The beloved Zatoichi saga continues with Zatoichi Meets the One-Armed Swordsman, a reliably delightful and action-packed entry into this beloved series. This particular film is the 22nd in the long-running series, and was the last to be produced by the legendary Daiei studio; soon afterwards, even the even more legendary Toho studio took up the Zatoichi reins. In any case, the result is a typically entertaining Zatoichi adventure: full of swordplay, humanism, humor, bloodletting, and everything else that makes Saturday-afternoon Samurai Cinema so gosh-darn fun.
For those of you who are not in the know, Zatoichi is a masseur and travelling swordsman, whose utter blindness hasn't stopped him from becoming one of the most skilled and deadly warriors in Japan. During his usual travails of walking around the Japanese countryside and slicing up brigands, thieves, murderers, and yakuzas, he comes across a young Chinese boy whose entire family has been slaughtered in an ambush. The ambush also took the lives of a royal envoy with a load of abalone on its way to the Shogun, and every witness, farmer, and civilian in the area was also slaughtered. The local scuttlebutt indicates that a visiting Chinese martial artist was responsible for the heinous act, but the truth lies beyond common knowledge. Adding to the story's intrigue is the fact that this wanted Chinese martial artist is indeed a formidable opponent, but he only has one arm! When Zatoichi and the One-Armed Swordsman finally confront each other, will it be as friend or foe?

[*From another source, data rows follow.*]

//! 购物车存储

use async_trait::async_trait;
use chrono::{DateTime, Utc};
use sqlx::PgPool;
use uuid::Uuid;

use shop_shared::error::Result;

use crate::model::{Cart, CartItem};

const CART_COLUMNS: &str = "c.id, c.client_id, cl.email AS client_email, cl.name AS client_name, \
     c.created_at, c.updated_at, c.abandonment_notified_at";

/// 购物车存储抽象
#[async_trait]
pub trait CartStore: Send + Sync {
    async fn find_by_client(&self, client_id: Uuid) -> Result<Option<Cart>>;

    async fn find_items(&self, cart_id: Uuid) -> Result<Vec<CartItem>>;

    /// 删除整个聚合（条目与头）
    async fn delete_cart(&self, cart_id: Uuid) -> Result<()>;

    /// 查找放弃候选：最后活动早于 cutoff、至少一个条目、
    /// 尚未通知过、且归属于已注册客户
    async fn find_abandoned(&self, cutoff: DateTime<Utc>) -> Result<Vec<Cart>>;

    async fn mark_notified(&self, cart_id: Uuid, at: DateTime<Utc>) -> Result<()>;
}

/// PostgreSQL 购物车存储
#[derive(Clone)]
pub struct PgCartStore {
    pool: PgPool,
}

impl PgCartStore {
    pub fn new(pool: PgPool) -> Self {
        Self { pool }
    }
}

#[async_trait]
impl CartStore for PgCartStore {
    async fn find_by_client(&self, client_id: Uuid) -> Result<Option<Cart>> {
        let sql = format!(
            "SELECT {CART_COLUMNS} FROM carts c \
             JOIN clients cl ON cl.id = c.client_id \
             WHERE c.client_id = $1"
        );
        let cart = sqlx::query_as::<_, Cart>(&sql)
            .bind(client_id)
            .fetch_optional(&self.pool)
            .await?;
        Ok(cart)
    }

    async fn find_items(&self, cart_id: Uuid) -> Result<Vec<CartItem>> {
        let items = sqlx::query_as::<_, CartItem>(
            "SELECT id, cart_id, product_id, product_name, quantity, unit_price \
             FROM cart_items WHERE cart_id = $1 ORDER BY id",
        )
        .bind(cart_id)
        .fetch_all(&self.pool)
        .await?;
        Ok(items)
    }

    async fn delete_cart(&self, cart_id: Uuid) -> Result<()> {
        let mut tx = self.pool.begin().await?;

        sqlx::query("DELETE FROM cart_items WHERE cart_id = $1")
            .bind(cart_id)
            .execute(&mut *tx)
            .await?;
        sqlx::query("DELETE FROM carts WHERE id = $1")
            .bind(cart_id)
            .execute(&mut *tx)
            .await?;

        tx.commit().await?;
        Ok(())
    }

    async fn find_abandoned(&self, cutoff: DateTime<Utc>) -> Result<Vec<Cart>> {
        let sql = format!(
            "SELECT {CART_COLUMNS} FROM carts c \
             JOIN clients cl ON cl.id = c.client_id \
             WHERE c.updated_at < $1 \
               AND c.abandonment_notified_at IS NULL \
               AND EXISTS (SELECT 1 FROM cart_items ci WHERE ci.cart_id = c.id) \
             ORDER BY c.updated_at"
        );
        let carts = sqlx::query_as::<_, Cart>(&sql)
            .bind(cutoff)
            .fetch_all(&self.pool)
            .await?;
        Ok(carts)
    }

    async fn mark_notified(&self, cart_id: Uuid, at: DateTime<Utc>) -> Result<()> {
        sqlx::query("UPDATE carts SET abandonment_notified_at = $2 WHERE id = $1")
            .bind(cart_id)
            .bind(at)
            .execute(&self.pool)
            .await?;
        Ok(())
    }
}

#[cfg(test)]
mod tests {
    use super::*;
    use shop_shared::config::DatabaseConfig;
    use shop_shared::database::Database;

    #[tokio::test]
    #[ignore] // 需要数据库连接
    async fn test_find_by_client_missing() {
        let config = DatabaseConfig::default();
        let db = Database::connect(&config).await.unwrap();
        let store = PgCartStore::new(db.pool().clone());

        let cart = store.find_by_client(Uuid::now_v7()).await.unwrap();
        assert!(cart.is_none());
    }
}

One thing I really enjoy about the Zatoichi series is the fact that they balance the action scenes, with a good deal of back story, character development, humor, and plot. Those expecting wall-to-wall action may end up being slightly disappointed by these films, but enjoy the fact that the filmmakers take their time to create a world full of fascinating characters, solid storylines, and smaller moments that make these movies seem richer and fuller than others of its type. The films may not be masterpieces, but they make for one hell of an exciting ongoing serial.
So how does that saying go? "In the Kingdom of the Blind, the One-Eyed Man is King"... I think I got that from an episode of Babylon 5, so I'm not exactly trying to blow smoke up your butt with some ersatz erudition. So how can I exploit that slight piece of trivia to my prosaic advantage? Hmm... "In the Kingdom of the Blind, the One-Armed Swordsman kicks ass!" Man, that sucks. But this movie doesn't. It's one of the most exciting and entertaining Zatoichi films ever shot... well, that's certainly a glowing bit of hyperbole, isn't it? The truth is, I haven't seen every Zatoichi film. I've probably seen maybe eight or nine of them. But I got everything I wanted out of Zatoichi Meets the One-Armed Swordsman, except for maybe a llama, and a tall order of grappa.
Zatoichi Meets the One-Armed Swordsman is presented in a widescreen aspect ratio of 2.35:1, and has been anamorphically enhanced for you widescreen-viewing illumination. The picture, while far from impeccable, looks pretty swell, especially if you've experienced any earlier video iterations of the film. Image detail is a little soft, and colors, while smooth and stable and generally satisfying, can be a little bit muted at times. The print is remarkably clean, with nary an artifact or piece of compression noise to be found. Animeigo did a thorough restoration on this title, and the end result shows. This is the best the film has ever looked.
The audio is presented in monaural Dolby Digital 2.0. The soundtrack definitely shows its limitations; there is some occasional harshness, while dialog levels seem a little low. Dynamic range was definitely clipped, but the mix was free from annoying hiss and pops. The quality of the presentation is acceptable, but limited.
Extras include trailers for Zatoichi Meets The One-Armed Swordsman, Lady Snowblood, Lady Snowblood - Love Song of Vengeance, Lone Wolf and Cub - Sword of Vengeance, as well as text-based character biographies and program notes.
The presentation isn't perfect, but Zatoichi Meets The One-Armed Swordsman looks and sounds as good as one could imagine it to be. The extras are light but if you're here for the film, you're going to end up very satisfied. This would even make a great start for you curious Zatoichi newbies, if you are so inclined to enjoy 90-minutes of ear-slicing Samurai wonderment. So off with you!